Our expert says:
Interesting question, of course. I have come across 'Amafufunyana' and 'ukuthwasa' when working in Natal, and there were in the past psych's at the University of Natal and think at Stellenbosch with a special interest in these conditions, but I think they've all retired or emigrated by now.
Although these and related "culture-bound" disorders ( appearing solely within a specific culture and dependent on the beliefs of that particular culture ) are quite common, I have never heard of a support group for helping with them, though this might indeed be an excellent idea. All cultures seem to have variations on such disorders. Even apparently trivial examples, like the widespread belief in white cultures, that you will come to harm if you sit "in a draft", though there's no actual evidence that this is a harmful practice.

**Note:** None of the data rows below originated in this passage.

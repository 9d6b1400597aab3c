//! Seeded bag-of-tokens projection.
//!
//! Not a language model: each lowercase alphanumeric token is hashed with the
//! seed into one signed coordinate. Only determinism matters here.

use crate::seed::leading_u64;

pub const EMBEDDING_DIM: usize = 64;

pub type Embedding = [f64; EMBEDDING_DIM];

/// Tag recorded in the `ssr_config` artifact
pub const EMBEDDING_MODEL: &str = "text-embedding-3-small";

fn tokens(text: &str) -> impl Iterator<Item = String> + '_ {
    text.split(|c: char| !c.is_alphanumeric())
        .filter(|token| !token.is_empty())
        .map(str::to_lowercase)
}

/// L2-normalized projection of `text`. Text without tokens maps to zero.
pub fn embed_text(text: &str, seed: u64) -> Embedding {
    let mut vector = [0.0; EMBEDDING_DIM];
    for token in tokens(text) {
        let mut hasher = blake3::Hasher::new();
        hasher.update(&seed.to_le_bytes());
        hasher.update(token.as_bytes());
        let digest = hasher.finalize();
        let bytes = digest.as_bytes();

        let index = (leading_u64(bytes) % EMBEDDING_DIM as u64) as usize;
        let sign = if bytes[8] & 1 == 0 { 1.0 } else { -1.0 };
        let magnitude = 1.0 + f64::from(bytes[9]) / 255.0;
        vector[index] += sign * magnitude;
    }
    normalize(&mut vector);
    vector
}

pub fn normalize(vector: &mut Embedding) {
    let norm = vector.iter().map(|x| x * x).sum::<f64>().sqrt();
    if norm > 0.0 {
        vector.iter_mut().for_each(|x| *x /= norm);
    }
}

/// Equal-weight blend, renormalized
pub fn blend(a: &Embedding, b: &Embedding) -> Embedding {
    let mut out = [0.0; EMBEDDING_DIM];
    for (slot, (x, y)) in out.iter_mut().zip(a.iter().zip(b)) {
        *slot = 0.5 * x + 0.5 * y;
    }
    normalize(&mut out);
    out
}

/// Cosine similarity; zero when either side is the zero vector
pub fn cosine(a: &Embedding, b: &Embedding) -> f64 {
    let dot: f64 = a.iter().zip(b).map(|(x, y)| x * y).sum();
    let na = a.iter().map(|x| x * x).sum::<f64>().sqrt();
    let nb = b.iter().map(|x| x * x).sum::<f64>().sqrt();
    if na == 0.0 || nb == 0.0 {
        return 0.0;
    }
    (dot / (na * nb)).clamp(-1.0, 1.0)
}

#[cfg(test)]
mod tests {
    use super::*;

    fn norm(v: &Embedding) -> f64 {
        v.iter().map(|x| x * x).sum::<f64>().sqrt()
    }

    #[test]
    fn test_embedding_is_unit_length() {
        let v = embed_text("Ship invoices in one click", 11);
        assert!((norm(&v) - 1.0).abs() < 1e-9);
    }

    #[test]
    fn test_tokenization_ignores_case_and_punctuation() {
        assert_eq!(embed_text("Fast, CHEAP!", 3), embed_text("fast cheap", 3));
    }

    #[test]
    fn test_seed_changes_projection() {
        assert_ne!(embed_text("fast cheap", 3), embed_text("fast cheap", 4));
    }

    #[test]
    fn test_empty_text_is_zero() {
        let v = embed_text("  --  ", 1);
        assert_eq!(norm(&v), 0.0);
        assert_eq!(cosine(&v, &embed_text("anything", 1)), 0.0);
    }

    #[test]
    fn test_cosine_self_is_one() {
        let v = embed_text("weekly payroll for small teams", 5);
        assert!((cosine(&v, &v) - 1.0).abs() < 1e-9);
        let w = blend(&v, &v);
        assert!((cosine(&v, &w) - 1.0).abs() < 1e-9);
    }
}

Very occasionally such a condition may hop across a cultural border as it were. For instance, the Chinese have a condition called Koro, in which a man is seized by panic, and believes that his penis is shrinking into his body and that he will die when it retracts fully. So he may rush into hospital, with his parts clasped between a pair of chopsticks, trying to prevent them from retracting further.! I have seen a very similar case in a young white Englishman in London. But generally, the conditions remain "bound" within the boundaries of a particular culture.
Generally, purely cultural disorders are best handled by the traditional healers of that culture, both because such healers are confident in dealing with them, and because te patient is likely to have faith in them and expect to be helped by them.
I'm not sure what to make of the Stellenbosch research, which has several major weaknesses. The bigest of which is that they looked only at Xhosa patients who had later received a Western diagnosis of schizophrenia ( which they probably had ) and not any any Xhosa patient with either condition who had been successfully treated within his/her culture. So one cannot assume that patients with either condition HAVE schizophrenia. Within a culture where similar symptoms are usually described with one or other of these terms, schizophrenia may well get the same label, without being the same thing at all. And a patient developing schizophrenia within such a community could well have their symptoms both shaped and explained by the prevailing views of amafufunyana and/or ukuthwasa.
As schizophrenia most commonly has its onset in young adults, and I expect that your mother is somewhat older than that, don't think it's likely that schizophrenia is her problem, which could well be amafufunyana, or some other condition ( such as the confusion caused by a severe infection ) being called amafufunyana.
It's generally been thought to be useful for Western practitioners to seek to understand such cultural disorders and to be prepared to refer them to a traditional healer, and to offer training to traditional healers to recognize the more sinister signs of schizophrenia, and refer them for Western treatments which can be so useful in that case.
I hope your mother does well with proper traditional intervention --- let us know in fresh messages, how she's doing.